# [ABOUT THIS EXERCISE]
Only the number is wanted: how many lines of the data contain "LoginEnterAlternateIdentifierSubtask"?

DATA below:

impl Subtask {
    pub fn from_id(id: &str) -> Self {
        match id {
            "LoginJsInstrumentationSubtask" => Subtask::JsInstrumentation,
            "LoginEnterUserIdentifierSSO" => Subtask::EnterUserIdentifier,
            "LoginEnterAlternateIdentifierSubtask" => Subtask::EnterAlternateIdentifier,
            "LoginEnterPassword" => Subtask::EnterPassword,
            "AccountDuplicationCheck" => Subtask::DuplicationCheck,
            "LoginTwoFactorAuthChallenge" => Subtask::TwoFactorChallenge,
            "LoginAcid" => Subtask::Acid,
            "LoginSuccessSubtask" => Subtask::Success,
            "DenyLoginSubtask" => Subtask::Deny,
            other => Subtask::Unknown(other.to_string()),
        }
    }

    pub fn id(&self) -> &str {
        match self {
            Subtask::JsInstrumentation => "LoginJsInstrumentationSubtask",
            Subtask::EnterUserIdentifier => "LoginEnterUserIdentifierSSO",
            Subtask::EnterAlternateIdentifier => "LoginEnterAlternateIdentifierSubtask",
            Subtask::EnterPassword => "LoginEnterPassword",
            Subtask::DuplicationCheck => "AccountDuplicationCheck",
            Subtask::TwoFactorChallenge => "LoginTwoFactorAuthChallenge",
            Subtask::Acid => "LoginAcid",
            Subtask::Success => "LoginSuccessSubtask",
            Subtask::Deny => "DenyLoginSubtask",
            Subtask::Unknown(id) => id,
        }
    }
}

/// Upstream URLs the login path talks to, overridable so tests can script
/// the whole flow against a local server.
#[derive(Debug, Clone)]
pub struct LoginEndpoints {
    pub task_url: String,
    pub guest_activate_url: String,
    pub home_url: String,
    pub probe_url: String,
}

impl Default for LoginEndpoints {
    fn default() -> Self {
        Self {
            task_url: ONBOARDING_TASK_URL.to_string(),
            guest_activate_url: GUEST_ACTIVATE_URL.to_string(),
            home_url: format!("{WEB_BASE}/home"),
            probe_url: crate::api::graphql::viewer_probe_url(),
        }
    }
}

/// Drives one login attempt for one account. Holds the collaborators and the
/// per-proxy HTTP client; the jar being populated belongs to the caller.
pub struct LoginContext<'a> {
    pub client: &'a Client,
    pub endpoints: &'a LoginEndpoints,
    pub tx_provider: &'a dyn TransactionIdProvider,
    pub mail_source: &'a dyn MailCodeSource,
}

struct FlowState {
    flow_token: String,
    guest_token: String,
}

impl<'a> LoginContext<'a> {
    /// Runs the interactive onboarding flow until a terminal subtask.
    pub async fn login(
        &self,
        jar: &mut CookieJar,
        credential: &AccountCredential,
    ) -> Result<(), LoginError> {
        jar.scrub(LOGIN_SCRUB_COOKIES);

        let guest = GuestAuth::with_activate_url(self.endpoints.guest_activate_url.clone());
        let guest_token = guest
            .ensure_fresh(self.client)
            .await
            .map_err(|e| LoginError::Transient(format!("guest activation failed: {e}")))?;

        info!("Starting login flow for {}", credential.username);
        let mut flow = FlowState {
            flow_token: String::new(),
            guest_token,
        };

        let init_payload = json!({
            "input_flow_data": {
                "flow_context": {
                    "debug_overrides": {},
                    "start_location": { "location": "splash_screen" }
                }
            },
            "subtask_versions": {}
        });
        let mut body = self
            .exec_task(jar, &mut flow, init_payload, Some("login"))
            .await?;

        loop {
            let Some((subtask, subtask_body)) = next_subtask(&body) else {
                return Err(LoginError::Protocol(
                    "flow response carried no subtask".to_string(),
                ));
            };
            debug!(
                "Login flow for {}: subtask {}",
                credential.username,
                subtask.id()
            );

            let payload = match &subtask {
                Subtask::Success => {
                    info!("Login flow for {} succeeded", credential.username);
                    return Ok(());
                }
                Subtask::Deny => {
                    return Err(LoginError::Fatal("login denied by upstream".to_string()));
                }
                Subtask::Unknown(id) => {
                    return Err(LoginError::Fatal(format!("unknown_subtask: {id}")));
                }
                Subtask::JsInstrumentation => json!({
                    "subtask_id": subtask.id(),
                    "js_instrumentation": { "response": "{}", "link": "next_link" }
                }),
                Subtask::EnterUserIdentifier => json!({
                    "subtask_id": subtask.id(),
                    "settings_list": {
                        "setting_responses": [{
                            "key": "user_identifier",
                            "response_data": {
                                "text_data": { "result": credential.username }
                            }
                        }],
                        "link": "next_link"
                    }
                }),
                Subtask::EnterAlternateIdentifier => {
                    if credential.email.is_empty() {
                        return Err(LoginError::Protocol(
                            "upstream asked for an alternate identifier but the account has no email"
                                .to_string(),
                        ));
                    }
                    json!({
                        "subtask_id": subtask.id(),
                        "enter_text": { "text": credential.email, "link": "next_link" }
                    })
                }
                Subtask::EnterPassword => json!({
                    "subtask_id": subtask.id(),
                    "enter_password": { "password": credential.password, "link": "next_link" }
                }),
                Subtask::DuplicationCheck => json!({
                    "subtask_id": subtask.id(),
                    "check_logged_in_account": { "link": "AccountDuplicationCheck_false" }
                }),
                Subtask::TwoFactorChallenge => {
                    body = self
                        .handle_two_factor(jar, &mut flow, credential)
                        .await?;
                    continue;
                }
                Subtask::Acid => self.acid_payload(credential, &subtask_body).await?,
            };

            body = self.exec_task(jar, &mut flow, payload, None).await?;
        }
    }

    /// Fast path for accounts imported with a pre-seeded session cookie:
    /// install it, pull the home page to pick up a csrf cookie, then probe an
    /// authenticated endpoint.
    pub async fn login_with_token(
        &self,
        jar: &mut CookieJar,
        auth_token: &str,
    ) -> Result<(), LoginError> {
        jar.set("auth_token", auth_token, Some(".twitter.com"));

        let home_url = Url::parse(&self.endpoints.home_url)
            .map_err(|e| LoginError::Protocol(format!("bad home url: {e}")))?;
        let mut req = self.client.get(home_url.clone());
        if let Some(cookie_header) = jar.header_for(&home_url) {
            req = req.header("cookie", cookie_header);
        }
        let response = req
            .send()
            .await
            .map_err(|e| LoginError::Transient(format!("home page fetch failed: {e}")))?;
        jar.absorb(&home_url, &response);

        let probe_url = Url::parse(&self.endpoints.probe_url)
            .map_err(|e| LoginError::Protocol(format!("bad probe url: {e}")))?;
        let mut req = self
            .client
            .get(probe_url.clone())
            .header(
                "authorization",
                format!("Bearer {}", crate::constants::BEARER_TOKEN),
            )
            .header("x-twitter-auth-type", "OAuth2Session");
        if let Some(cookie_header) = jar.header_for(&probe_url) {
            req = req.header("cookie", cookie_header);
        }
        if let Some(csrf) = jar.get("ct0") {
            req = req.header("x-csrf-token", csrf);
        }
        let response = req
            .send()
            .await
            .map_err(|e| LoginError::Transient(format!("session probe failed: {e}")))?;
        jar.absorb(&probe_url, &response);

        let status = response.status();
        if !status.is_success() {
            return Err(LoginError::Protocol(format!(
                "session probe returned {status}"
            )));
        }
        let body: Value = response
            .json()
            .await
            .map_err(|e| LoginError::Protocol(format!("session probe body unreadable: {e}")))?;
        if let Some(message) = first_error_message(&body) {
            return Err(LoginError::Protocol(format!(
                "session probe rejected: {message}"
            )));
        }
        debug!("Seeded session cookie verified");
        Ok(())
    }

    async fn handle_two_factor(
        &self,
        jar: &mut CookieJar,
        flow: &mut FlowState,
        credential: &AccountCredential,
    ) -> Result<Value, LoginError> {
        let Some(secret) = credential.two_factor_secret.as_deref() else {
            return Err(LoginError::Fatal(
                "upstream demanded a TOTP code but the account has no two-factor secret"
                    .to_string(),
            ));
        };

        for attempt in 1..=TWO_FACTOR_MAX_ATTEMPTS {
            let now = chrono::Utc::now().timestamp() as u64;
            let code = totp_code(secret, now)
                .map_err(|e| LoginError::Fatal(format!("TOTP generation failed: {e}")))?;
            let payload = json!({
                "subtask_id": Subtask::TwoFactorChallenge.id(),
                "enter_text": { "text": code, "link": "next_link" }
            });
            match self.exec_task(jar, flow, payload, None).await {
                Ok(body) => return Ok(body),
                Err(LoginError::Protocol(message))
                    if message.to_lowercase().contains(TWO_FACTOR_INVALID_MARKER)
                        && attempt < TWO_FACTOR_MAX_ATTEMPTS =>
                {
                    let delay_ms = TWO_FACTOR_BACKOFF_BASE_MS * attempt as u64;
                    warn!(
                        "TOTP code rejected for {} (attempt {}/{}), retrying in {}ms",
                        credential.username, attempt, TWO_FACTOR_MAX_ATTEMPTS, delay_ms
                    );
                    sleep(Duration::from_millis(delay_ms)).await;
                }
                Err(LoginError::Protocol(message))
                    if message.to_lowercase().contains(TWO_FACTOR_INVALID_MARKER) =>
                {
                    return Err(LoginError::Fatal(format!(
                        "two-factor retries exhausted: {message}"
                    )));
                }
                Err(e) => return Err(e),
            }
        }
        Err(LoginError::Fatal("two-factor retries exhausted".to_string()))
    }

    async fn acid_payload(
        &self,
        credential: &AccountCredential,
        subtask_body: &Value,
    ) -> Result<Value, LoginError> {
        let prompt = primary_text(subtask_body).unwrap_or_default().to_lowercase();
        let wants_code = prompt.contains("code") || prompt.contains("verification");
        let text = if wants_code {
            match self
                .mail_source
                .fetch_code(&credential.email, &credential.email_password)
                .await
            {
                Ok(Some(code)) => code,
                Ok(None) => {
                    return Err(LoginError::Protocol(
                        "upstream demanded an emailed code but no mail source is configured"
                            .to_string(),
                    ))
                }
                Err(e) => {
                    return Err(LoginError::Transient(format!(
                        "mail code fetch failed: {e}"
                    )))
                }
            }
        } else {
            credential.email.clone()
        };
        Ok(json!({
            "subtask_id": Subtask::Acid.id(),
            "enter_text": { "text": text, "link": "next_link" }
        }))
    }

    /// One round-trip of the task protocol: send either the flow-open payload
    /// or a single subtask response, absorb cookies, check `errors[]`, and
    /// roll the flow token forward.
    async fn exec_task(
        &self,
        jar: &mut CookieJar,
        flow: &mut FlowState,
        payload: Value,
        flow_name: Option<&str>,
    ) -> Result<Value, LoginError> {
        let mut url = Url::parse(&self.endpoints.task_url)
            .map_err(|e| LoginError::Protocol(format!("bad task url: {e}")))?;
        if let Some(name) = flow_name {
            url.query_pairs_mut().append_pair("flow_name", name);
        }

        let body = if flow.flow_token.is_empty() {
            payload
        } else {
            json!({
                "flow_token": flow.flow_token,
                "subtask_inputs": [payload]
            })
        };

        let mut req = install_guest_headers(
            self.client.post(url.clone()),
            &flow.guest_token,
            jar,
            &url,
        )
        .json(&body);
        if let Some(txid) = self
            .tx_provider
            .transaction_id("POST", "/1.1/onboarding/task.json")
            .await
        {
            req = req.header("x-client-transaction-id", txid);
        }

        let response = req
            .send()
            .await
            .map_err(|e| LoginError::Transient(format!("task request failed: {e}")))?;
        jar.absorb(&url, &response);

        let status = response.status();
        let body: Value = response
            .json()
            .await
            .map_err(|e| LoginError::Protocol(format!("task response unreadable: {e}")))?;

        if let Some(message) = first_error_message(&body) {
            return Err(LoginError::Protocol(message));
        }
        if !status.is_success() {
            return Err(LoginError::Protocol(format!(
                "task endpoint returned {status}"
            )));
        }

        if let Some(token) = body.get("flow_token").and_then(Value::as_str) {
            flow.flow_token = token.to_string();
        }
        Ok(body)
    }
}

End of DATA.

# [THE ANSWER]
2